-------- Records provided --------

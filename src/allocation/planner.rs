//! Rebalancing planner
//!
//! Turns the gap between the current allocation and the target policy into
//! per-bucket transfer actions, then applies the safety gates: minimum
//! portfolio size, minimum trade size, the defavorable risk block and the
//! per-cycle movement cap.

use super::policy::AllocationPolicy;
use crate::config::PlannerConfig;
use crate::errors::{ensure_finite, ComputationError};
use crate::logger::{self, LogTag};
use crate::types::{Bucket, RegimeLabel};
use serde::{Deserialize, Serialize};
use std::collections::BTreeMap;

const STAGE: &str = "planner";

pub const CANCEL_BELOW_MINIMUM: &str = "portfolio_below_minimum";
pub const CANCEL_DEFAVORABLE_RISK: &str = "defavorable_blocks_risk_increase";

/// Current USD amount per bucket
#[derive(Debug, Clone, Default, PartialEq, Serialize, Deserialize)]
#[serde(transparent)]
pub struct AllocationState {
    pub amounts: BTreeMap<Bucket, f64>,
}

impl AllocationState {
    /// Build from name-keyed amounts; unknown names and negative amounts are dropped
    pub fn from_named(named: &BTreeMap<String, f64>) -> Self {
        let mut amounts = BTreeMap::new();
        for (name, amount) in named {
            if let Some(bucket) = Bucket::from_name(name) {
                if amount.is_finite() && *amount >= 0.0 {
                    *amounts.entry(bucket).or_insert(0.0) += amount;
                }
            }
        }
        Self { amounts }
    }

    pub fn amount(&self, bucket: Bucket) -> f64 {
        self.amounts.get(&bucket).copied().unwrap_or(0.0)
    }

    pub fn total(&self) -> f64 {
        self.amounts.values().sum()
    }
}

#[derive(Debug, Clone, Copy, PartialEq, Eq, Serialize, Deserialize)]
#[serde(rename_all = "lowercase")]
pub enum Direction {
    Increase,
    Decrease,
}

#[derive(Debug, Clone, PartialEq, Serialize, Deserialize)]
pub struct RebalanceAction {
    pub bucket: Bucket,
    pub direction: Direction,
    pub amount_usd: f64,
}

#[derive(Debug, Clone, Default, PartialEq, Serialize, Deserialize)]
pub struct PlanSafety {
    pub capped: bool,
    pub cancelled_reason: Option<String>,
}

#[derive(Debug, Clone, PartialEq, Serialize, Deserialize)]
pub struct RebalancePlan {
    pub context: RegimeLabel,
    pub total_usd: f64,
    pub actions: Vec<RebalanceAction>,
    pub safety: PlanSafety,
}

impl RebalancePlan {
    fn cancelled(context: RegimeLabel, total_usd: f64, reason: &str) -> Self {
        Self {
            context,
            total_usd,
            actions: Vec::new(),
            safety: PlanSafety {
                capped: false,
                cancelled_reason: Some(reason.to_string()),
            },
        }
    }

    /// Plan used when the planner stage itself failed
    pub fn fallback(context: RegimeLabel, total_usd: f64, error: &ComputationError) -> Self {
        let total = if total_usd.is_finite() { total_usd } else { 0.0 };
        Self::cancelled(context, total, &format!("fallback: {}", error))
    }

    pub fn moved_usd(&self) -> f64 {
        self.actions.iter().map(|a| a.amount_usd).sum()
    }

    pub fn is_empty(&self) -> bool {
        self.actions.is_empty()
    }
}

/// Compute the rebalancing plan for one cycle
///
/// Deterministic: the same inputs always give the same plan.
pub fn plan_rebalance(
    context: RegimeLabel,
    current: &AllocationState,
    policy: &AllocationPolicy,
    total_usd: f64,
    options: &PlannerConfig,
) -> Result<RebalancePlan, ComputationError> {
    if !total_usd.is_finite() || total_usd < options.min_total_usd {
        logger::debug(
            LogTag::Planner,
            &format!("Total {:.2} below minimum {:.2}, no plan", total_usd, options.min_total_usd),
        );
        return Ok(RebalancePlan::cancelled(
            context,
            if total_usd.is_finite() { total_usd } else { 0.0 },
            CANCEL_BELOW_MINIMUM,
        ));
    }

    let mut actions = Vec::new();
    for bucket in Bucket::ALL {
        let target = ensure_finite(STAGE, "policy", policy.fraction(bucket))? * total_usd;
        let delta = target - ensure_finite(STAGE, "current", current.amount(bucket))?;
        if delta.abs() < options.min_rebal_usd || delta == 0.0 {
            continue;
        }
        actions.push(RebalanceAction {
            bucket,
            direction: if delta > 0.0 {
                Direction::Increase
            } else {
                Direction::Decrease
            },
            amount_usd: delta.abs(),
        });
    }

    if context == RegimeLabel::Defavorable
        && actions
            .iter()
            .any(|a| a.bucket == Bucket::HIGHEST_RISK && a.direction == Direction::Increase)
    {
        logger::info(
            LogTag::Planner,
            &format!("Plan cancelled: defavorable context would increase {}", Bucket::HIGHEST_RISK),
        );
        return Ok(RebalancePlan::cancelled(context, total_usd, CANCEL_DEFAVORABLE_RISK));
    }

    let moved: f64 = actions.iter().map(|a| a.amount_usd).sum();
    let cap = options.max_shift_ratio * total_usd;
    let capped = moved > cap;
    if capped {
        let ratio = if moved > 0.0 { cap / moved } else { 0.0 };
        for action in &mut actions {
            action.amount_usd *= ratio;
        }
        logger::debug(
            LogTag::Planner,
            &format!("Movement {:.2} capped to {:.2} (ratio {:.4})", moved, cap, ratio),
        );
    }

    Ok(RebalancePlan {
        context,
        total_usd,
        actions,
        safety: PlanSafety {
            capped,
            cancelled_reason: None,
        },
    })
}

/// Simulated execution: move the plan's amounts between buckets
///
/// Deltas under `min_rebal_usd` are not in the plan, so its increases and
/// decreases need not balance. The difference is settled on the bucket with
/// the largest increase (the largest decrease when nothing increases), keeping
/// the simulated total unchanged.
pub fn apply_plan(state: &AllocationState, plan: &RebalancePlan) -> AllocationState {
    let mut next = state.clone();
    for bucket in Bucket::ALL {
        next.amounts.entry(bucket).or_insert(0.0);
    }
    for action in &plan.actions {
        let amount = next.amounts.entry(action.bucket).or_insert(0.0);
        match action.direction {
            Direction::Increase => *amount += action.amount_usd,
            Direction::Decrease => *amount = (*amount - action.amount_usd).max(0.0),
        }
    }

    let drift = next.total() - state.total();
    let settle_on = plan
        .actions
        .iter()
        .filter(|a| a.direction == Direction::Increase)
        .max_by(|a, b| a.amount_usd.total_cmp(&b.amount_usd))
        .or_else(|| plan.actions.iter().max_by(|a, b| a.amount_usd.total_cmp(&b.amount_usd)));
    if let Some(action) = settle_on {
        if drift.is_finite() && drift != 0.0 {
            let amount = next.amounts.entry(action.bucket).or_insert(0.0);
            *amount = (*amount - drift).max(0.0);
            logger::debug(
                LogTag::Planner,
                &format!("Settled {:+.2} of unplanned drift on {}", -drift, action.bucket),
            );
        }
    }
    next
}

#[cfg(test)]
mod tests {
    use super::*;
    use crate::allocation::policy::PolicySource;

    fn state(prudent: f64, modere: f64, risque: f64) -> AllocationState {
        AllocationState {
            amounts: BTreeMap::from([
                (Bucket::Prudent, prudent),
                (Bucket::Modere, modere),
                (Bucket::Risque, risque),
            ]),
        }
    }

    fn policy(prudent: f64, modere: f64, risque: f64) -> AllocationPolicy {
        AllocationPolicy {
            fractions: BTreeMap::from([
                (Bucket::Prudent, prudent),
                (Bucket::Modere, modere),
                (Bucket::Risque, risque),
            ]),
            source: PolicySource::Exact,
        }
    }

    fn options() -> PlannerConfig {
        PlannerConfig {
            min_rebal_usd: 20.0,
            max_shift_ratio: 0.3,
            min_total_usd: 100.0,
        }
    }

    #[test]
    fn test_reference_scenario() {
        let plan = plan_rebalance(
            RegimeLabel::Neutre,
            &state(5000.0, 3000.0, 2000.0),
            &policy(0.4, 0.4, 0.2),
            10_000.0,
            &options(),
        )
        .unwrap();

        let summary: Vec<(Bucket, Direction)> =
            plan.actions.iter().map(|a| (a.bucket, a.direction)).collect();
        assert_eq!(
            summary,
            vec![
                (Bucket::Prudent, Direction::Decrease),
                (Bucket::Modere, Direction::Increase)
            ]
        );
        for action in &plan.actions {
            assert!((action.amount_usd - 1000.0).abs() < 1e-6);
        }
        assert!(!plan.safety.capped);
        assert_eq!(plan.safety.cancelled_reason, None);
    }

    #[test]
    fn test_defavorable_blocks_risk_increase() {
        let plan = plan_rebalance(
            RegimeLabel::Defavorable,
            &state(5000.0, 3000.0, 2000.0),
            &policy(0.3, 0.2, 0.5),
            10_000.0,
            &options(),
        )
        .unwrap();
        assert!(plan.is_empty());
        assert_eq!(plan.safety.cancelled_reason.as_deref(), Some(CANCEL_DEFAVORABLE_RISK));
    }

    #[test]
    fn test_defavorable_allows_risk_decrease() {
        let plan = plan_rebalance(
            RegimeLabel::Defavorable,
            &state(5000.0, 3000.0, 2000.0),
            &policy(0.6, 0.3, 0.1),
            10_000.0,
            &options(),
        )
        .unwrap();
        assert_eq!(plan.actions.len(), 2);
        assert_eq!(plan.safety.cancelled_reason, None);
    }

    #[test]
    fn test_small_portfolio_and_nan_total() {
        let plan = plan_rebalance(
            RegimeLabel::Neutre,
            &state(50.0, 0.0, 0.0),
            &policy(0.4, 0.4, 0.2),
            50.0,
            &options(),
        )
        .unwrap();
        assert_eq!(plan.safety.cancelled_reason.as_deref(), Some(CANCEL_BELOW_MINIMUM));

        let plan = plan_rebalance(
            RegimeLabel::Neutre,
            &state(50.0, 0.0, 0.0),
            &policy(0.4, 0.4, 0.2),
            f64::NAN,
            &options(),
        )
        .unwrap();
        assert_eq!(plan.safety.cancelled_reason.as_deref(), Some(CANCEL_BELOW_MINIMUM));
        assert_eq!(plan.total_usd, 0.0);
    }

    #[test]
    fn test_movement_cap_scales_uniformly() {
        let plan = plan_rebalance(
            RegimeLabel::Favorable,
            &state(10_000.0, 0.0, 0.0),
            &policy(0.0, 0.5, 0.5),
            10_000.0,
            &options(),
        )
        .unwrap();
        assert!(plan.safety.capped);
        assert!(plan.moved_usd() <= 0.3 * 10_000.0 + 1e-6);
        // 20_000 requested, scaled by 0.15
        assert!((plan.actions[0].amount_usd - 1500.0).abs() < 1e-6);
        assert!((plan.actions[1].amount_usd - 750.0).abs() < 1e-6);
    }

    #[test]
    fn test_immaterial_deltas_dropped() {
        let plan = plan_rebalance(
            RegimeLabel::Neutre,
            &state(4010.0, 3990.0, 2000.0),
            &policy(0.4, 0.4, 0.2),
            10_000.0,
            &options(),
        )
        .unwrap();
        assert!(plan.is_empty());
        assert_eq!(plan.safety.cancelled_reason, None);
    }

    #[test]
    fn test_planner_is_idempotent() {
        let args = (state(7000.0, 2000.0, 1000.0), policy(0.2, 0.4, 0.4));
        let a = plan_rebalance(RegimeLabel::Favorable, &args.0, &args.1, 10_000.0, &options()).unwrap();
        let b = plan_rebalance(RegimeLabel::Favorable, &args.0, &args.1, 10_000.0, &options()).unwrap();
        assert_eq!(a, b);
    }

    #[test]
    fn test_apply_plan_moves_amounts() {
        let current = state(5000.0, 3000.0, 2000.0);
        let plan = plan_rebalance(
            RegimeLabel::Neutre,
            &current,
            &policy(0.4, 0.4, 0.2),
            10_000.0,
            &options(),
        )
        .unwrap();
        let next = apply_plan(&current, &plan);
        assert_eq!(next.amount(Bucket::Prudent), 4000.0);
        assert_eq!(next.amount(Bucket::Modere), 4000.0);
        assert!((next.total() - 10_000.0).abs() < 1e-9);
    }

    #[test]
    fn test_apply_plan_keeps_total_when_deltas_dropped() {
        // Risque is 15 over target, below min_rebal_usd, so only 50 leaves Prudent
        // while 65 is planned into Modere
        let current = state(4050.0, 3935.0, 2015.0);
        let plan = plan_rebalance(
            RegimeLabel::Neutre,
            &current,
            &policy(0.4, 0.4, 0.2),
            10_000.0,
            &options(),
        )
        .unwrap();
        assert_eq!(plan.actions.len(), 2);

        let next = apply_plan(&current, &plan);
        assert!((next.total() - current.total()).abs() < 1e-9);
        assert!((next.amount(Bucket::Prudent) - 4000.0).abs() < 1e-9);
        assert!((next.amount(Bucket::Modere) - 3985.0).abs() < 1e-9);
        assert!((next.amount(Bucket::Risque) - 2015.0).abs() < 1e-9);
    }

    #[test]
    fn test_from_named_ignores_unknown() {
        let named = BTreeMap::from([
            ("prudent".to_string(), 100.0),
            ("Exotic".to_string(), 50.0),
            ("Risque".to_string(), -10.0),
        ]);
        let s = AllocationState::from_named(&named);
        assert_eq!(s.total(), 100.0);
    }
}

--------

**Goal of the exercise**: Using the records above, repeat exactly the lines from the first one through the line with "use std::collections::BTreeMap;".

**Result of the task**:
filename src/allocation/planner.rs
//! Rebalancing planner
//!
//! Turns the gap between the current allocation and the target policy into
//! per-bucket transfer actions, then applies the safety gates: minimum
//! portfolio size, minimum trade size, the defavorable risk block and the
//! per-cycle movement cap.

use super::policy::AllocationPolicy;
use crate::config::PlannerConfig;
use crate::errors::{ensure_finite, ComputationError};
use crate::logger::{self, LogTag};
use crate::types::{Bucket, RegimeLabel};
use serde::{Deserialize, Serialize};
use std::collections::BTreeMap;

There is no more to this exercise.